> _Work instruction_: Lines in the following data that contain the string "BillboardService" are to be counted. Report only their number.

(Stored data)
++++

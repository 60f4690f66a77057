use std::net::SocketAddr;
use std::sync::Arc;
use std::time::Duration;

use anyhow::Context;
use tokio_util::sync::CancellationToken;
use tracing_subscriber::{layer::SubscriberExt, util::SubscriberInitExt};
use vitrine_api::auth::password::{hash_password, validate_password_strength, MIN_PASSWORD_LENGTH};
use vitrine_api::background::session_cleanup;
use vitrine_api::config::ServerConfig;
use vitrine_api::notifications;
use vitrine_api::router::build_app_router;
use vitrine_api::state::AppState;
use vitrine_core::roles::ROLE_ADMIN;
use vitrine_core::status::normalize_email;
use vitrine_db::models::user::CreateUser;
use vitrine_db::repositories::{RoleRepo, UserRepo};
use vitrine_db::DbPool;

#[tokio::main]
async fn main() -> anyhow::Result<()> {
    dotenvy::dotenv().ok();

    // --- Tracing ---
    let filter = tracing_subscriber::EnvFilter::try_from_default_env()
        .unwrap_or_else(|_| "vitrine_api=debug,tower_http=debug".into());
    let json_logs = std::env::var("LOG_FORMAT").is_ok_and(|f| f.eq_ignore_ascii_case("json"));
    let registry = tracing_subscriber::registry().with(filter);
    if json_logs {
        registry.with(tracing_subscriber::fmt::layer().json()).init();
    } else {
        registry.with(tracing_subscriber::fmt::layer()).init();
    }

    // --- Configuration ---
    let config = ServerConfig::from_env().context("Invalid server configuration")?;
    tracing::info!(host = %config.host, port = %config.port, "Loaded server configuration");

    // --- Database ---
    let database_url = std::env::var("DATABASE_URL").context("DATABASE_URL must be set")?;

    let pool = vitrine_db::create_pool(&database_url)
        .await
        .context("Failed to connect to database")?;
    tracing::info!("Database connection pool created");

    vitrine_db::health_check(&pool)
        .await
        .context("Database health check failed")?;

    vitrine_db::run_migrations(&pool)
        .await
        .context("Failed to run database migrations")?;
    tracing::info!("Database migrations applied");

    bootstrap_admin(&pool).await?;

    // --- Background jobs ---
    let cancel = CancellationToken::new();
    let cleanup_handle = tokio::spawn(session_cleanup::run(pool.clone(), cancel.clone()));

    // --- App ---
    let notifier = notifications::from_env(config.contact_notify_email.as_deref());
    let config = Arc::new(config);
    let state = AppState {
        pool,
        config: Arc::clone(&config),
        notifier,
    };
    let app = build_app_router(state, &config);

    // --- Start server ---
    let host = config
        .host
        .parse()
        .with_context(|| format!("Invalid HOST address '{}'", config.host))?;
    let addr = SocketAddr::new(host, config.port);
    tracing::info!(%addr, "Starting server");

    let listener = tokio::net::TcpListener::bind(addr)
        .await
        .with_context(|| format!("Failed to bind to {addr}"))?;

    axum::serve(listener, app)
        .with_graceful_shutdown(shutdown_signal())
        .await
        .context("Server error")?;

    // --- Post-shutdown cleanup ---
    tracing::info!("Server stopped accepting connections, cleaning up");
    cancel.cancel();
    let _ = tokio::time::timeout(
        Duration::from_secs(config.shutdown_timeout_secs),
        cleanup_handle,
    )
    .await;

    tracing::info!("Graceful shutdown complete");
    Ok(())
}

/// Create the first admin account on an empty database.
///
/// Reads `BOOTSTRAP_ADMIN_USERNAME`, `BOOTSTRAP_ADMIN_EMAIL` and
/// `BOOTSTRAP_ADMIN_PASSWORD`. Does nothing once any user exists.
async fn bootstrap_admin(pool: &DbPool) -> anyhow::Result<()> {
    if UserRepo::count(pool).await? > 0 {
        return Ok(());
    }

    let (Ok(username), Ok(email), Ok(password)) = (
        std::env::var("BOOTSTRAP_ADMIN_USERNAME"),
        std::env::var("BOOTSTRAP_ADMIN_EMAIL"),
        std::env::var("BOOTSTRAP_ADMIN_PASSWORD"),
    ) else {
        tracing::warn!("No users exist and BOOTSTRAP_ADMIN_* is not set; nobody can log in");
        return Ok(());
    };

    validate_password_strength(&password, MIN_PASSWORD_LENGTH)
        .map_err(|msg| anyhow::anyhow!("BOOTSTRAP_ADMIN_PASSWORD: {msg}"))?;
    let password_hash =
        hash_password(&password).map_err(|e| anyhow::anyhow!("Password hashing error: {e}"))?;

    let role = RoleRepo::find_by_name(pool, ROLE_ADMIN)
        .await?
        .context("Admin role missing; migrations incomplete")?;

    let user = UserRepo::create(
        pool,
        &CreateUser {
            username: username.trim().to_string(),
            email: normalize_email(&email),
            password_hash,
            role_id: role.id,
        },
    )
    .await?;

    tracing::info!(user_id = user.id, username = %user.username, "Bootstrap admin created");
    Ok(())
}

/// Wait for SIGINT (Ctrl-C) or, on Unix, SIGTERM.
async fn shutdown_signal() {
    let ctrl_c = async {
        if let Err(e) = tokio::signal::ctrl_c().await {
            tracing::error!(error = %e, "Failed to install Ctrl-C handler");
            std::future::pending::<()>().await;
        }
    };

    #[cfg(unix)]
    let terminate = async {
        match tokio::signal::unix::signal(tokio::signal::unix::SignalKind::terminate()) {
            Ok(mut signal) => {
                signal.recv().await;
            }
            Err(e) => {
                tracing::error!(error = %e, "Failed to install SIGTERM handler");
                std::future::pending::<()>().await;
            }
        }
    };

    #[cfg(not(unix))]
    let terminate = std::future::pending::<()>();

    tokio::select! {
        () = ctrl_c => {
            tracing::info!("Received SIGINT (Ctrl-C), starting graceful shutdown");
        }
        () = terminate => {
            tracing::info!("Received SIGTERM, starting graceful shutdown");
        }
    }
}
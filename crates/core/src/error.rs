//! Domain error type shared by every layer above `core`.

use crate::types::DbId;

#[derive(Debug, thiserror::Error)]
pub enum CoreError {
    #[error("{entity} with id {id} not found")]
    NotFound { entity: &'static str, id: DbId },

    /// Public lookups address content by slug or path rather than id.
    #[error("{entity} '{key}' not found")]
    NotFoundByKey { entity: &'static str, key: String },

    #[error("Validation failed: {0}")]
    Validation(String),

    #[error("Conflict: {0}")]
    Conflict(String),

    #[error("Unauthorized: {0}")]
    Unauthorized(String),

    #[error("Forbidden: {0}")]
    Forbidden(String),

    #[error("Internal error: {0}")]
    Internal(String),
}

impl CoreError {
    pub fn not_found_by_key(entity: &'static str, key: impl Into<String>) -> Self {
        Self::NotFoundByKey {
            entity,
            key: key.into(),
        }
    }
}
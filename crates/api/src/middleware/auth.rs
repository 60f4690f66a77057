//! JWT-based authentication extractor.

use axum::extract::FromRequestParts;
use axum::http::request::Parts;
use axum::http::HeaderMap;
use vitrine_core::error::CoreError;
use vitrine_core::types::DbId;

use crate::auth::jwt::validate_token;
use crate::error::AppError;
use crate::state::AppState;

/// Authenticated user extracted from `Authorization: Bearer <token>`.
#[derive(Debug, Clone)]
pub struct AuthUser {
    pub user_id: DbId,
    pub role: String,
    /// Client address as reported by the reverse proxy, for the audit trail.
    pub ip_address: Option<String>,
}

impl FromRequestParts<AppState> for AuthUser {
    type Rejection = AppError;

    async fn from_request_parts(
        parts: &mut Parts,
        state: &AppState,
    ) -> Result<Self, Self::Rejection> {
        let auth_header = parts
            .headers
            .get("authorization")
            .and_then(|v| v.to_str().ok())
            .ok_or_else(|| {
                AppError::Core(CoreError::Unauthorized(
                    "Missing Authorization header".into(),
                ))
            })?;

        let token = auth_header.strip_prefix("Bearer ").ok_or_else(|| {
            AppError::Core(CoreError::Unauthorized(
                "Invalid Authorization format. Expected: Bearer <token>".into(),
            ))
        })?;

        let claims = validate_token(token, &state.config.jwt).map_err(|_| {
            AppError::Core(CoreError::Unauthorized("Invalid or expired token".into()))
        })?;

        Ok(AuthUser {
            user_id: claims.sub,
            role: claims.role,
            ip_address: client_ip(&parts.headers),
        })
    }
}

/// First hop of `X-Forwarded-For`, else `X-Real-IP`.
pub fn client_ip(headers: &HeaderMap) -> Option<String> {
    let forwarded = headers
        .get("x-forwarded-for")
        .and_then(|v| v.to_str().ok())
        .and_then(|v| v.split(',').next())
        .map(str::trim)
        .filter(|v| !v.is_empty());

    forwarded
        .or_else(|| {
            headers
                .get("x-real-ip")
                .and_then(|v| v.to_str().ok())
                .map(str::trim)
        })
        .map(str::to_string)
}

/// The `User-Agent` header, if present and valid UTF-8.
pub fn user_agent(headers: &HeaderMap) -> Option<String> {
    headers
        .get(axum::http::header::USER_AGENT)
        .and_then(|v| v.to_str().ok())
        .map(str::to_string)
}
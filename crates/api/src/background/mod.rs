//! Background tasks spawned by `main`.
//!
//! Each task is a long-running async function that stops when its
//! [`CancellationToken`](tokio_util::sync::CancellationToken) fires.

pub mod session_cleanup;
pub mod about;
pub mod audit;
pub mod auth;
pub mod contact;
pub mod faqs;
pub mod gallery;
pub mod newsletter;
pub mod packages;
pub mod projects;
pub mod public;
pub mod reviews;
pub mod seo;
pub mod services;
pub mod settings;
pub mod sortable;
pub mod stats;
pub mod trash;
pub mod users;

use vitrine_core::error::CoreError;

use crate::error::{AppError, AppResult};

/// Reject a required text field that is empty or whitespace.
pub(crate) fn require_text(field: &str, value: &str) -> AppResult<()> {
    if value.trim().is_empty() {
        return Err(AppError::Core(CoreError::Validation(format!(
            "{field} must not be empty"
        ))));
    }
    Ok(())
}

/// Like [`require_text`] for fields that are optional on update.
pub(crate) fn require_text_opt(field: &str, value: Option<&str>) -> AppResult<()> {
    match value {
        Some(v) => require_text(field, v),
        None => Ok(()),
    }
}
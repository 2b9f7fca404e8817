use chrono::Utc;
use uuid::Uuid;

use crate::error::{AppError, Result};
use crate::models::category::Category;
use crate::models::pagination::{Page, Pagination};
use crate::repositories::category::CategoryRepository;
use crate::services::billboard::BillboardService;
use crate::services::store::StoreService;

#[derive(Clone)]
pub struct CategoryService {
    categories: CategoryRepository,
    stores: StoreService,
    billboards: BillboardService,
}

impl CategoryService {
    pub fn new(
        categories: CategoryRepository,
        stores: StoreService,
        billboards: BillboardService,
    ) -> Self {
        Self {
            categories,
            stores,
            billboards,
        }
    }

    /// Creates a category under a billboard of the same store.
    pub async fn create(
        &self,
        store_id: Uuid,
        user_id: Uuid,
        name: &str,
        billboard_id: Uuid,
    ) -> Result<Category> {
        self.stores.owned_store(store_id, user_id).await?;
        let billboard = self
            .billboards
            .billboard_in_store(store_id, billboard_id)
            .await?;

        let mut category = Category::new(name, store_id, billboard_id);
        self.categories.create(&category).await?;
        category.billboard = Some(billboard);

        tracing::info!("✅ Category {} created in store {}", category.id, store_id);
        Ok(category)
    }

    pub async fn paged_list(
        &self,
        store_id: Uuid,
        user_id: Uuid,
        pagination: Pagination,
        name: Option<&str>,
        billboard_id: Option<Uuid>,
    ) -> Result<Page<Category>> {
        self.stores.owned_store(store_id, user_id).await?;
        Ok(self
            .categories
            .paged_list(store_id, pagination, name, billboard_id)
            .await?)
    }

    pub async fn get(&self, store_id: Uuid, user_id: Uuid, category_id: Uuid) -> Result<Category> {
        self.stores.owned_store(store_id, user_id).await?;
        self.find_in_store(store_id, category_id).await
    }

    pub async fn update(
        &self,
        store_id: Uuid,
        user_id: Uuid,
        category_id: Uuid,
        name: &str,
        billboard_id: Uuid,
    ) -> Result<Category> {
        self.stores.owned_store(store_id, user_id).await?;
        let mut category = self.find_in_store(store_id, category_id).await?;

        if category.billboard_id != billboard_id {
            let billboard = self
                .billboards
                .billboard_in_store(store_id, billboard_id)
                .await?;
            category.billboard_id = billboard.id;
            category.billboard = Some(billboard);
        }
        category.name = name.trim().to_string();
        category.updated_at = Some(Utc::now());

        self.categories.update(&category).await?;
        Ok(category)
    }

    pub async fn delete(&self, store_id: Uuid, user_id: Uuid, category_id: Uuid) -> Result<()> {
        self.stores.owned_store(store_id, user_id).await?;
        self.find_in_store(store_id, category_id).await?;
        self.categories.delete(category_id).await?;
        Ok(())
    }

    /// A category of another store is reported as missing.
    pub async fn find_in_store(&self, store_id: Uuid, category_id: Uuid) -> Result<Category> {
        self.categories
            .find_by_id(category_id)
            .await?
            .filter(|category| category.store_id == store_id)
            .ok_or(AppError::CategoryNotFound)
    }
}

++++

> _Answer below_: 3